JANZコラムエッセイ-2

子どもっぽい?日本人

「ラッド首相の支持率74%」。日経にこんな記事が出ていた。ホーク首相の最高記録75%にあと1%及ばなかったという。オバマ米大統領も一時下がったとはいえ60%台。どこかの国とはずいぶん違う。

ラッド首相といえば初の外遊で米欧中を歴訪し、日本に立ち寄らなかった。中国勤務の経験がある中国通と知られていたので

「やっぱりジャパン・パッシング」と話題になった。その後、北海道サミットなどで2回来日し、議論は静まった。

オバマ大統領の時にも、ジャパン・パッシングを懸念する声が出た。麻生首相が初の外国首脳としてホワイトハウスに招かれ、その後、ヒラリー・クリントン国務長官が東アジア歴訪の際に、まず日本に来て収まった。ラッド首相の騒動を見てアメリカがスマートに対応したのかもしれない。

外務省OBによると、クリントン国務長官の東アジア歴訪は、東アジア政策を再構築するためという。ブッシュ時代はアフガン・イラクに忙しく、北朝鮮の核には取り組んだものの、東アジア全体の包括的な外交戦略はないに等しかった。これを立て直すのが真の狙いであり、日本に最初に来たといって一喜一憂する話ではないそうだ。

日本人は諸外国が自分のほうを向いているかどうかをよく気にする。アメリカなど識者の意見を読むと、日本が地域の安定や発展のために、いかに活動するかが重要であり、活躍していれば諸外国は日本に注目する。要は日本が国力に見合った貢献をしていないと示唆する。

ただ、国際貢献といっても、資金面ならともかく平和憲法の制約もあり、地域の安定のためといって自衛隊を簡単に海外に派遣するわけにもいかない。本来なら日本の国際貢献の基本的な方針と活動計画を海外に説明し、もっとPRすべきなのだろうが、どのような国際貢献を目指すのかについても、国内で必ずしも十分な議論を闘わせたわけでもない。PKOにしろ、海賊対策にしろ、問題に直面したあとでパッチワークよろしくその場かぎりの議論を繰り返している印象は否めない。

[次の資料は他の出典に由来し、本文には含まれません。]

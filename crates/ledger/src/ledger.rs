//! The order ledger: the single authority over the record collection.

use chrono::Utc;
use thiserror::Error;

use daigou_core::{DomainError, OrderId};
use daigou_orders::{OrderDraft, OrderRecord, Status, StatusTag};

use crate::stats::Statistics;
use crate::store::{OrderStore, StoreError};

/// Error from a ledger operation.
#[derive(Debug, Error)]
pub enum LedgerError {
    #[error(transparent)]
    Domain(#[from] DomainError),

    #[error(transparent)]
    Store(#[from] StoreError),
}

/// Ordered collection of order records over a persistence seam.
///
/// Records are kept newest-created first. Every successful mutation hands the
/// store the whole collection; reads never touch the store. Operations
/// addressing an id that is not present are absorbed as no-ops (`Ok(false)`),
/// matching how stale references behave after a delete elsewhere.
#[derive(Debug)]
pub struct Ledger<S: OrderStore> {
    records: Vec<OrderRecord>,
    last_id: i64,
    store: S,
}

impl<S: OrderStore> Ledger<S> {
    /// Load the saved collection and seed the id allocator past it.
    pub fn open(store: S) -> Result<Self, LedgerError> {
        let records = store.load()?;
        let last_id = records.iter().map(|r| r.id.as_millis()).max().unwrap_or(0);
        tracing::debug!(count = records.len(), "ledger opened");
        Ok(Self {
            records,
            last_id,
            store,
        })
    }

    /// All records, newest-created first.
    pub fn records(&self) -> &[OrderRecord] {
        &self.records
    }

    /// Records still in flight: everything whose workflow status is not
    /// `completed`.
    pub fn active(&self) -> impl Iterator<Item = &OrderRecord> {
        self.records
            .iter()
            .filter(|record| !record.workflow_status().is_terminal())
    }

    pub fn get(&self, id: OrderId) -> Option<&OrderRecord> {
        self.records.iter().find(|record| record.id == id)
    }

    pub fn len(&self) -> usize {
        self.records.len()
    }

    pub fn is_empty(&self) -> bool {
        self.records.is_empty()
    }

    /// Validate the draft and add it as a new record at the front.
    ///
    /// New orders always enter the workflow at `checking`; any status on the
    /// draft is ignored here and only honored by [`Ledger::update`].
    pub fn create(&mut self, draft: &OrderDraft) -> Result<OrderRecord, LedgerError> {
        draft.validate_for_create()?;
        let id = self.next_id();
        let record = OrderRecord::from_draft(id, Utc::now().date_naive(), draft);
        self.records.insert(0, record.clone());
        self.persist()?;
        tracing::info!(%id, client = %record.client_code, "order created");
        Ok(record)
    }

    /// Replace the record's editable fields with the draft's.
    pub fn update(&mut self, id: OrderId, draft: &OrderDraft) -> Result<bool, LedgerError> {
        let changed = self.with_record(id, |record| record.apply_draft(draft))?;
        if changed {
            tracing::info!(%id, "order updated");
        }
        Ok(changed)
    }

    /// Remove the record. Unknown ids are absorbed.
    pub fn delete(&mut self, id: OrderId) -> Result<bool, LedgerError> {
        let before = self.records.len();
        self.records.retain(|record| record.id != id);
        if self.records.len() == before {
            tracing::debug!(%id, "delete for unknown order ignored");
            return Ok(false);
        }
        self.persist()?;
        tracing::info!(%id, "order deleted");
        Ok(true)
    }

    /// Move the record to the given workflow status. Any member of the
    /// vocabulary is accepted; the workflow does not police transitions.
    pub fn set_status(&mut self, id: OrderId, status: Status) -> Result<bool, LedgerError> {
        let changed = self.with_record(id, |record| record.status = StatusTag::from(status))?;
        if changed {
            tracing::info!(%id, status = %status, "order status set");
        }
        Ok(changed)
    }

    pub fn set_paid(&mut self, id: OrderId, paid: bool) -> Result<bool, LedgerError> {
        let changed = self.with_record(id, |record| record.is_paid = paid)?;
        if changed {
            tracing::info!(%id, paid, "order payment flag set");
        }
        Ok(changed)
    }

    pub fn set_shipping_paid(&mut self, id: OrderId, paid: bool) -> Result<bool, LedgerError> {
        let changed = self.with_record(id, |record| record.is_shipping_paid = paid)?;
        if changed {
            tracing::info!(%id, paid, "order shipping flag set");
        }
        Ok(changed)
    }

    /// Discard every record and adopt the given collection verbatim.
    ///
    /// Import decoding has already normalized the records, so nothing is
    /// re-derived or re-validated here. The id allocator is re-seeded so
    /// later creations stay unique.
    pub fn replace_all(&mut self, records: Vec<OrderRecord>) -> Result<(), LedgerError> {
        let imported_max = records.iter().map(|r| r.id.as_millis()).max().unwrap_or(0);
        let count = records.len();
        self.records = records;
        self.last_id = self.last_id.max(imported_max);
        self.persist()?;
        tracing::info!(count, "ledger replaced by import");
        Ok(())
    }

    /// Summary over the full collection.
    pub fn statistics(&self) -> Statistics {
        Statistics::from_records(&self.records)
    }

    fn with_record(
        &mut self,
        id: OrderId,
        apply: impl FnOnce(&mut OrderRecord),
    ) -> Result<bool, LedgerError> {
        let Some(record) = self.records.iter_mut().find(|record| record.id == id) else {
            tracing::debug!(%id, "mutation for unknown order ignored");
            return Ok(false);
        };
        apply(record);
        self.persist()?;
        Ok(true)
    }

    fn persist(&self) -> Result<(), LedgerError> {
        self.store.save(&self.records)?;
        Ok(())
    }

    /// Epoch milliseconds, bumped past the last allocation so creations in
    /// the same millisecond still get distinct, increasing ids.
    fn next_id(&mut self) -> OrderId {
        let now = Utc::now().timestamp_millis();
        self.last_id = now.max(self.last_id + 1);
        OrderId::from_millis(self.last_id)
    }
}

あるオーストラリア外交筋はこんなことを言っていた。「日本はラッド首相のことを言うが、08年には首相も含めて12人の大臣がのべ20回日本に来た。これに対して日本からオーストラリアにきた大臣は何人いるか知っているか?一人も来なかった」。

他国が日本をどう見ているかではなく、日本が他国(世界)にどういう姿勢を打ち出し、国際貢献に取り組むのか―――問われているのは自分自身ということのようだ。